Enjoy the river Mr. Salinger. I hope we heed your words and respect the request to skip flowers, seeings how you went off to your own cemetery of seclusion some 30 years ago. I suspect that the few who knew you well will miss you but for the rest of us thousands of kids, learning something from the troubled records will remain a beautifully reciprocal arrangement.

The past year saw the loss of arguably the greatest pop music icon; one of the greatest actors of concept film; and the most significant modernist author.

Michael Jackson's limitation was wanting people to like him, to connect with the message of his music that rarely reached the heights of its idealistic level. Black and White clearly marked an attempt of unity, but Jackson's lifestyle and alleged legal indiscretions clearly mired his attempts to bring people together. The celebration of his life occurred mostly in jest, juxtaposed against his legal trouble and tragic inability to overcome his own shattered childhood. Salinger didn't buy Jackson's dream: “I'm sick of just liking people. I wish to God I could meet somebody I could respect.” Jackson lost his artistic way and yet we loved him for it.

Patrick Swayze's life fizzled away to a cancerous pancreas. While his roles rarely pushed artistic boundaries, the success of Ghost, Dirty Dancing and Point Break pigeonholed Swayze into sexy roles. At that point Swayze became a sort of, as Salinger would say, "paranoiac in reverse. I suspect people of plotting to make me happy.” Swayze showed glimpses of contentious expression that the likes of Clooney and DiCaprio are capable of, but was limited by the lull of roles that were available in the late 1980s and early 90s. Swayze may have foreshadowed his career best from a Point Break quote: "They just want to get radical. It's mindless aggression. They'll never get it, the spiritual side of it." He saw fact that his career would be defined and limited by his environment. The job of everyone around Swayze was to make him happy and commercially successful despite his own artistic leanings. In his last days Swayze showed the side that he desired his career to fall on, but the bulk of his career failed to attain a broader concept.

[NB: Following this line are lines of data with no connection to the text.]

//! JSON REST API for Dealdesk.
//!
//! Exposes an axum [`Router`] backed by any [`dealdesk_core::store::DealStore`].
//! Auth, TLS, and transport concerns are the caller's responsibility.
//!
//! # Mounting
//!
//! ```rust,ignore
//! .nest("/api", dealdesk_api::api_router(store.clone()))
//! ```

pub mod deals;
pub mod error;

use std::sync::Arc;

use axum::{
  Router,
  routing::get,
};
use dealdesk_core::store::DealStore;

pub use error::ApiError;

/// Build a fully-materialised API router for `store`.
///
/// The returned `Router<()>` can be nested into any parent router regardless
/// of its own state type.
pub fn api_router<S>(store: Arc<S>) -> Router<()>
where
  S: DealStore + Clone + Send + Sync + 'static,
  S::Error: std::error::Error + Send + Sync + 'static,
{
  Router::new()
    .route("/deals", get(deals::list::<S>).post(deals::create::<S>))
    .route(
      "/deals/{id}",
      get(deals::get_one::<S>)
        .put(deals::replace::<S>)
        .patch(deals::update::<S>)
        .delete(deals::delete::<S>),
    )
    .with_state(store)
}
//! API error type and [`axum::response::IntoResponse`] implementation.

use axum::{
  Json,
  http::StatusCode,
  response::{IntoResponse, Response},
};
use dealdesk_core::FieldErrors;
use serde_json::json;
use thiserror::Error;

/// An error returned by an API handler.
#[derive(Debug, Error)]
pub enum ApiError {
  /// Input failed validation. Rendered as a 400 whose body is the raw
  /// field → messages map.
  #[error("validation failed: {0}")]
  Validation(FieldErrors),

  #[error("not found: {0}")]
  NotFound(String),

  #[error("store error: {0}")]
  Store(#[source] Box<dyn std::error::Error + Send + Sync>),
}

impl From<FieldErrors> for ApiError {
  fn from(errors: FieldErrors) -> Self { Self::Validation(errors) }
}

impl IntoResponse for ApiError {
  fn into_response(self) -> Response {
    match self {
      ApiError::Validation(errors) => {
        (StatusCode::BAD_REQUEST, Json(errors)).into_response()
      }
      ApiError::NotFound(m) => {
        (StatusCode::NOT_FOUND, Json(json!({ "error": m }))).into_response()
      }
      ApiError::Store(e) => (
        StatusCode::INTERNAL_SERVER_ERROR,
        Json(json!({ "error": e.to_string() })),
      )
        .into_response(),
    }
  }
}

And John Updike bade the laurels of limitations of racist and sexist critiques. Morons hated Updike predominately because he did not hesitate in calling them morons. Rabbit Run and Rabbit Redux clearly marked the height of Updike's literary work, his unabashed willingness to confront everyday conflicts in an often uncomfortable way leaves his skill second to his brashness, his brutal honesty. In fact, Updike relished picking the scabs of conformity. I imagine Salinger's greatest criticism of Rabbit Angstrom would be surmised by, "Why the hell don'tcha, instead of keep saying it?”

And Salinger quit before he made the mistakes that he so often wrote about, which elevated him to cult status. This allowed Salinger to attain relative fame, but limited the ultimate maturity of his impact.

Salinger's unreached ceiling leaves a lot of us wondering what he could have done. Maybe his 15 or so works written in exile will one day get published, but the wonder that surrounds Salinger exceeds his actual talent.

We cannot say that Salinger's death was the greatest loss of this young century, but it could be said that the greatest loss of potential just occurred. Dialogue has not seen a writer like Salinger, and modern irony was probably lost with his death. The universally innocent voice of angst has yet to see another true outlet in 45 years, and maybe because it hasn't been needed.

Salinger once said, “I hope to hell that when I do die somebody has the sense to just dump me in the river or something. Anything except sticking me in a goddamn cemetery. People coming and putting a bunch of flowers on your stomach on Sunday, and all that crap. Who wants flowers when you're dead? Nobody.” I agree. We shouldn't offer tears to this great man's tragically short career. But to honor his own words consider one of his best quotes, "How do you know you're going to do something, untill you do it?”